A nurse is preparing to discharge a patient after recovery from gastric surgery. What is an appropriate discharge outcome for this patient?
- A. The patients bowel movements maintain a loose consistency.
- B. The patient is able to tolerate three large meals a day.
- C. The patient maintains or gains weight.
- D. The patient consumes a diet high in calcium.
Correct Answer: C
Rationale: Expected outcomes for the patient following gastric surgery include ensuring that the patient is maintaining or gaining weight (patient should be weighed daily), experiencing no excessive diarrhea, and tolerating six small meals a day. Patients may require vitamin B12 supplementation by the intramuscular route and do not require a diet excessively rich in calcium.
A patient who underwent gastric banding 3 days ago is having her diet progressed on a daily basis. Following her latest meal, the patient complains of dizziness and palpitations. Inspection reveals that the patient is diaphoretic. What is the nurses best action?
- A. Insert a nasogastric tube promptly.
- B. Reposition the patient supine.
- C. Monitor the patient closely for further signs of dumping syndrome.

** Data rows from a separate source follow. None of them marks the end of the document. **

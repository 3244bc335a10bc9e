//! End-to-end navigation scenarios against the headless document.
//!
//! Layout: 900 px viewport, 80 px header, 900 px per section. On the home
//! page `projects` starts at 980 and `contact` at 2780 (the last reachable
//! offset).

use folio::platform::headless::{HeadlessSession, ScrollCall};
use folio::{ClickOutcome, LinkOrigin, NavigationIntent, NavigationType, ScrollDecision, SiteConfig};

const VIEWPORT: f64 = 900.0;

fn open(path: &str) -> HeadlessSession {
    HeadlessSession::open(&SiteConfig::default(), path, VIEWPORT)
}

#[test]
fn back_to_projects_settles_on_projects_section() {
    let mut session = open("/projects/brisbane_connectivity");
    let outcome = session.click("/#projects", LinkOrigin::Content).unwrap();
    assert_eq!(
        outcome,
        ClickOutcome::Navigate {
            to: "/".into(),
            intent: Some(NavigationIntent::new("projects")),
            navigation_type: NavigationType::Push,
        }
    );

    // Nothing moves before the settle delay.
    assert!(!session.document().is_in_view("projects"));
    assert_eq!(session.settle(), 1);
    assert_eq!(session.now_ms(), 100);
    assert!(session.document().is_in_view("projects"));
    assert_eq!(session.document().scroll_position(), (0.0, 980.0));
}

#[test]
fn typed_url_loads_at_top_with_title() {
    let session = open("/publications");
    assert_eq!(session.document().scroll_position(), (0.0, 0.0));
    assert_eq!(session.document().title(), "Publications | Transport Analytics & Insights");
    assert_eq!(session.document().scroll_calls(), [ScrollCall::Top]);
}

#[test]
fn back_button_is_pop_without_scroll_calls() {
    let mut session = open("/");
    session.click("/projects", LinkOrigin::Content).unwrap();
    let calls = session.document().scroll_calls().len();

    assert!(session.back());
    assert_eq!(session.settle(), 0);
    assert_eq!(session.document().scroll_calls().len(), calls);
    assert_eq!(session.navigator().current_path(), "/");
    assert_eq!(session.document().title(), "Home | Transport Analytics & Insights");
}

#[test]
fn pop_to_entry_with_intent_does_not_replay_it() {
    let mut session = open("/projects/brisbane_connectivity");
    session.click("/#projects", LinkOrigin::Content).unwrap();
    session.settle();
    session.click("/publications", LinkOrigin::Content).unwrap();
    let calls = session.document().scroll_calls().len();

    assert!(session.back());
    assert_eq!(
        session.history().current().state,
        Some(NavigationIntent::new("projects"))
    );
    assert_eq!(session.settle(), 0);
    assert_eq!(session.document().scroll_calls().len(), calls);
    // restored by the browser, not by a scroll call
    assert_eq!(session.document().scroll_position(), (0.0, 980.0));
}

#[test]
fn reload_does_not_replay_the_intent() {
    let mut session = open("/projects/brisbane_connectivity");
    session.click("/#projects", LinkOrigin::Content).unwrap();
    assert_eq!(session.settle(), 1);
    let calls = session.document().scroll_calls().len();

    session.reload();
    assert_eq!(session.history().current().state, None);
    assert_eq!(session.navigator().last_decision(), Some(&ScrollDecision::ScrollToTop));
    assert_eq!(session.settle(), 0);
    assert_eq!(session.document().scroll_calls()[calls..], [ScrollCall::Top]);
    assert_eq!(session.document().scroll_position(), (0.0, 0.0));
}

#[test]
fn reload_drops_timers_from_the_old_page() {
    let mut session = open("/translink-od");
    session.click("/#contact", LinkOrigin::Content).unwrap();
    session.reload();
    assert_eq!(session.settle(), 0);
    assert!(!session.document().is_in_view("contact"));
}

#[test]
fn plain_push_ends_at_origin() {
    let mut session = open("/");
    session.scroll_to(2000.0);
    session.click("/publications", LinkOrigin::Content).unwrap();
    assert_eq!(session.document().scroll_position(), (0.0, 0.0));
    assert_eq!(session.settle(), 0);
}

#[test]
fn link_to_current_page_replaces_the_entry() {
    let mut session = open("/");
    session.click("/publications", LinkOrigin::Content).unwrap();
    session.scroll_to(400.0);
    session.click("/publications", LinkOrigin::SiteNav).unwrap();

    assert_eq!(session.history().len(), 2);
    assert_eq!(session.history().index(), 1);
    assert_eq!(session.navigator().last_decision(), Some(&ScrollDecision::ScrollToTop));
    assert!(session.back());
    assert_eq!(session.history().current().pathname, "/");
}

#[test]
fn same_page_click_twice_is_the_same_as_once() {
    let mut session = open("/");
    session.click("#about", LinkOrigin::SiteNav).unwrap();
    let once = session.document().scroll_position();
    session.click("#about", LinkOrigin::SiteNav).unwrap();
    assert_eq!(session.document().scroll_position(), once);
    assert_eq!(session.history().len(), 1);
    assert!(session.document().is_in_view("about"));
}

#[test]
fn header_link_from_article_navigates_home_then_scrolls() {
    let mut session = open("/projects/translink_od");
    assert!(session.document().smooth_scrolling());
    session.click("#contact", LinkOrigin::SiteNav).unwrap();
    assert_eq!(session.history().current().pathname, "/");
    assert!(!session.document().smooth_scrolling());
    session.settle();
    assert!(session.document().is_in_view("contact"));
}

#[test]
fn newer_transition_drops_pending_scroll() {
    let mut session = open("/translink-od");
    session.click("/#contact", LinkOrigin::Content).unwrap();
    session.advance(50);
    session.click("/publications", LinkOrigin::Content).unwrap();

    assert_eq!(session.settle(), 0);
    assert_eq!(session.document().scroll_position(), (0.0, 0.0));
    assert!(
        !session
            .document()
            .scroll_calls()
            .iter()
            .any(|call| matches!(call, ScrollCall::IntoView { .. }))
    );
}

#[test]
fn missing_fragment_target_never_scrolls_to_top() {
    let mut session = open("/#no-such-section");
    assert_eq!(session.settle(), 0);
    assert!(session.document().scroll_calls().is_empty());
}

#[test]
fn toc_click_rewrites_fragment_without_transition() {
    let mut session = open("/projects/transitmate_chatbot");
    let views = session.analytics().page_views().len();
    session.click("#technical", LinkOrigin::TableOfContents).unwrap();

    assert_eq!(session.history().len(), 1);
    assert_eq!(session.history().current().hash, "#technical");
    assert_eq!(session.document().fragment(), Some("technical"));
    assert_eq!(session.analytics().page_views().len(), views);
    assert_eq!(session.active_section(), Some("technical"));
}

#[test]
fn toc_click_on_missing_anchor_still_rewrites_fragment() {
    let mut session = open("/projects/transitmate_chatbot");
    let calls = session.document().scroll_calls().len();
    session.click("#nowhere", LinkOrigin::TableOfContents).unwrap();

    assert_eq!(session.document().scroll_calls().len(), calls);
    assert_eq!(session.history().current().hash, "#nowhere");
    assert_eq!(session.document().fragment(), Some("nowhere"));
    assert_eq!(session.history().len(), 1);
}

#[test]
fn active_section_follows_scrolling() {
    let mut session = open("/projects/transitmate_chatbot");
    assert_eq!(session.active_section(), Some("overview"));
    session.scroll_to(1000.0);
    assert_eq!(session.active_section(), Some("examples"));
    session.scroll_to(10_000.0);
    assert_eq!(session.active_section(), Some("notes"));
}

#[test]
fn leaving_an_article_resets_section_tracking() {
    let mut session = open("/projects/transitmate_chatbot");
    assert!(session.active_section().is_some());
    session.click("/publications", LinkOrigin::Content).unwrap();
    assert_eq!(session.active_section(), None);
}

#[test]
fn page_views_follow_pathname_changes() {
    let mut session = open("/");
    session.click("#projects", LinkOrigin::SiteNav).unwrap();
    session.click("/projects", LinkOrigin::Content).unwrap();
    session.back();
    let paths: Vec<&str> = session
        .analytics()
        .page_views()
        .iter()
        .map(|view| view.page_path.as_str())
        .collect();
    assert_eq!(paths, ["/", "/projects", "/"]);
}

#[test]
fn unknown_path_gets_fallback_title() {
    let session = open("/does-not-exist");
    assert_eq!(
        session.document().title(),
        "Transport Analytics & Insights | Transport Analytics & Insights"
    );
}

#[test]
fn forward_after_back_is_also_a_pop() {
    let mut session = open("/");
    session.click("/publications", LinkOrigin::Content).unwrap();
    session.back();
    let calls = session.document().scroll_calls().len();
    assert!(session.forward());
    assert_eq!(session.document().scroll_calls().len(), calls);
    assert!(!session.forward());
    assert_eq!(session.history().current().pathname, "/publications");
    assert_eq!(
        session.navigator().last_decision(),
        Some(&ScrollDecision::DeferToBrowser)
    );
}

- D. Assess the patient for signs and symptoms of aspiration.
Correct Answer: C
Rationale: The patients symptoms are characteristic of dumping syndrome, which results in a sensation of fullness, weakness, faintness, dizziness, palpitations, diaphoresis, cramping pains, and diarrhea. Aspiration is a less likely cause for the patients symptoms. Supine positioning will likely exacerbate the symptoms and insertion of an NG tube is contraindicated due to the nature of the patients surgery.
A nurse is providing anticipatory guidance to a patient who is preparing for bariatric surgery. The nurse learns that the patient is anxious about numerous aspects of the surgery. What intervention is most appropriate to alleviate the patients anxiety?
- A. Emphasize the fact that bariatric surgery has a low risk of complications.
- B. Encourage the patient to focus on the benefits of the surgery.
- C. Facilitate the patients contact with a support group.
- D. Obtain an order for a PRN benzodiazepine.
Correct Answer: C
Rationale: Support groups can be highly beneficial in relieving preoperative and postoperative anxiety and in promoting healthy coping. This is preferable to antianxiety medications. Downplaying the risks of surgery or focusing solely on the benefits is a simplistic and patronizing approach.
A patient with gastritis required hospital treatment for an exacerbation of symptoms and receives a subsequent diagnosis of pernicious anemia due to malabsorption. When planning the patients continuing care in the home setting, what assessment question is most relevant?
- A. Does anyone in your family have experience at giving injections?
- B. Are you going to be anywhere with strong sunlight in the next few months?
- C. Are you aware of your blood type?
- D. Do any of your family members have training in first aid?
Correct Answer: A
Rationale: Patients with malabsorption of vitamin B12 need information about lifelong vitamin B12 injections; the nurse may instruct a family member or caregiver how to administer the injections or make arrangements for the patient to receive the injections from a health care provider. Questions addressing sun exposure, blood type, and first aid are not directly relevant.